La crise des sous-marins, une débâcle mais aussi une chance pour la France

Beaucoup d’encre a coulé sur l’affaire dite des sous-marins depuis que le 15 septembre dernier l’Australie a annoncé à la France, sans aucune information ni indication préalable, la mise en place d’un nouveau partenariat stratégique avec les Etats-Unis et le Royaume-Uni avec comme conséquence inéluctable l’annulation pur et simple d’un contrat de plus de 56 milliards d’euros pour la fourniture par la France de douze sous-marins conventionnels. Bien entendu, cette annulation ne manquera pas d’entacher, pour les années à venir, les relations entre la France et le monde anglophone en général, en ce y compris l’Inde. Cependant, malgré l’irruption médiatique autour de cette affaire et la rhétorique de vierge effarouchée déployée par le quai d’Orsay, bien mal placé par ailleurs à crier au loup alors qu’il a lui-même bafoué sa propre signature dans l’affaire des Mistrals où la France a renié son engagement de livrer deux porte hélicoptères à la Russie, quatre constats importants sont  à prendre en compte.

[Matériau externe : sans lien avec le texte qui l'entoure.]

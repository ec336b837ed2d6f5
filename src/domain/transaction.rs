//! Executed-order records for the append-only transaction log.

use chrono::{DateTime, Utc};
use rust_decimal::Decimal;
use serde::{Deserialize, Serialize};
use std::fmt;

use super::error::LedgerError;

#[derive(Debug, Clone, Copy, PartialEq, Eq, Serialize, Deserialize)]
pub enum Action {
    Buy,
    Sell,
}

impl fmt::Display for Action {
    fn fmt(&self, f: &mut fmt::Formatter<'_>) -> fmt::Result {
        f.pad(match self {
            Action::Buy => "Buy",
            Action::Sell => "Sell",
        })
    }
}

#[derive(Debug, Clone, PartialEq, Serialize, Deserialize)]
#[serde(try_from = "TransactionRecord")]
pub struct Transaction {
    timestamp: DateTime<Utc>,
    symbol: String,
    action: Action,
    quantity: u64,
    price: Decimal,
}

#[derive(Deserialize)]
struct TransactionRecord {
    timestamp: DateTime<Utc>,
    symbol: String,
    action: Action,
    quantity: u64,
    price: Decimal,
}

impl TryFrom<TransactionRecord> for Transaction {
    type Error = LedgerError;

    fn try_from(r: TransactionRecord) -> Result<Self, Self::Error> {
        Transaction::new(r.timestamp, &r.symbol, r.action, r.quantity, r.price)
    }
}

impl Transaction {
    pub fn new(
        timestamp: DateTime<Utc>,
        symbol: &str,
        action: Action,
        quantity: u64,
        price: Decimal,
    ) -> Result<Self, LedgerError> {
        if quantity == 0 {
            return Err(LedgerError::InvalidQuantity {
                symbol: symbol.to_string(),
            });
        }
        if price <= Decimal::ZERO {
            return Err(LedgerError::InvalidPrice {
                symbol: symbol.to_string(),
                reason: format!("execution price must be positive, got {price}"),
            });
        }
        Ok(Transaction {
            timestamp,
            symbol: symbol.to_string(),
            action,
            quantity,
            price,
        })
    }

    pub fn timestamp(&self) -> DateTime<Utc> {
        self.timestamp
    }

    pub fn symbol(&self) -> &str {
        &self.symbol
    }

    pub fn action(&self) -> Action {
        self.action
    }

    pub fn quantity(&self) -> u64 {
        self.quantity
    }

    pub fn price(&self) -> Decimal {
        self.price
    }

    /// price * quantity
    pub fn total(&self) -> Decimal {
        self.price * Decimal::from(self.quantity)
    }
}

Dans un premier temps,  on pourrait insister sur le danger qui pèse sur les autres contrats d’armement en cours, et en particulier celui des rafales avec l’Indonésie. La France, à travers cette fâcheuse affaire, a découvert la triste réalité que le multilatéralisme proclamé par l’administration Biden n’était que de la poudre aux yeux et que la devise « America First » de Trump avait toujours toute sa pertinence à Washington. Ainsi, alors que les Américains identifient, et ce aujourd’hui encore plus qu’hier, la Chine comme leur principal concurrent économique et militaire, Washington risque de revenir sur ces décisions antérieures. Rappelons que le choix du Rafale par l’Indonésie n’a été qu’un second choix de remplacement pour Djakarta après le refus des Américains de leur vendre le fleuron de leur aviation militaire qu’est le F35. La nouvelle donne que représente l’annulation des contrats de sous-marins français risque de n’être qu’un signe annonciateur d’autres annulations à venir. Après tout, l’Indonésie, à l’instar de l’Australie est également menacée par la nouvelle hyper puissance de plus en plus assumée des Chinois. Le raisonnement qui a prévalu pour l’Australie du coté de Washington peut trouver aussi application sur la question des ventes d’armes à l’Indonésie. Pour Biden, la lutte contre la menace que représente la Chine pour le positionnement américain autorise cette stratégie de containment dans la zone Indo-Pacifique, ainsi que le renforcement de l’armement des pays alliés qui y sont directement confrontés. Washington peut donc revenir sur sa décision de refus de vendre des F35 à l’Indonésie et donc entrainer la remise en question du contrat des Rafales par Djakarta

Ensuite, cette affaire est une aubaine pour le Royaume-Uni qui, à peine sorti de l’Union européenne, loin d’un isolement espéré par Paris, se trouve sacré comme partenaire privilégié des américains comme garant de la sécurité dans le pacifique. Londres renoue ainsi avec son passé impérial et devient un acteur majeur de la sécurité asiatique et ce au détriment des intérêts et du prestige militaire de la France. Le Royaume-Uni de la Commonwealth, seul allié européen des Etats-Unis, se permettra de rappeler au Monde que l’adage historique de « Britania rules the Waves » n’est pas dénué de sens aujourd’hui. Ceci est tellement vrai que la France offusquée n’a pas rappelé son ambassadeur à Londres comme si par ce geste symbolique Paris voulait réduire le rôle des anglais dans cette nouvelle alliance. Ce témoignage d’agacement en réalité est inversement proportionnel à la frustration française.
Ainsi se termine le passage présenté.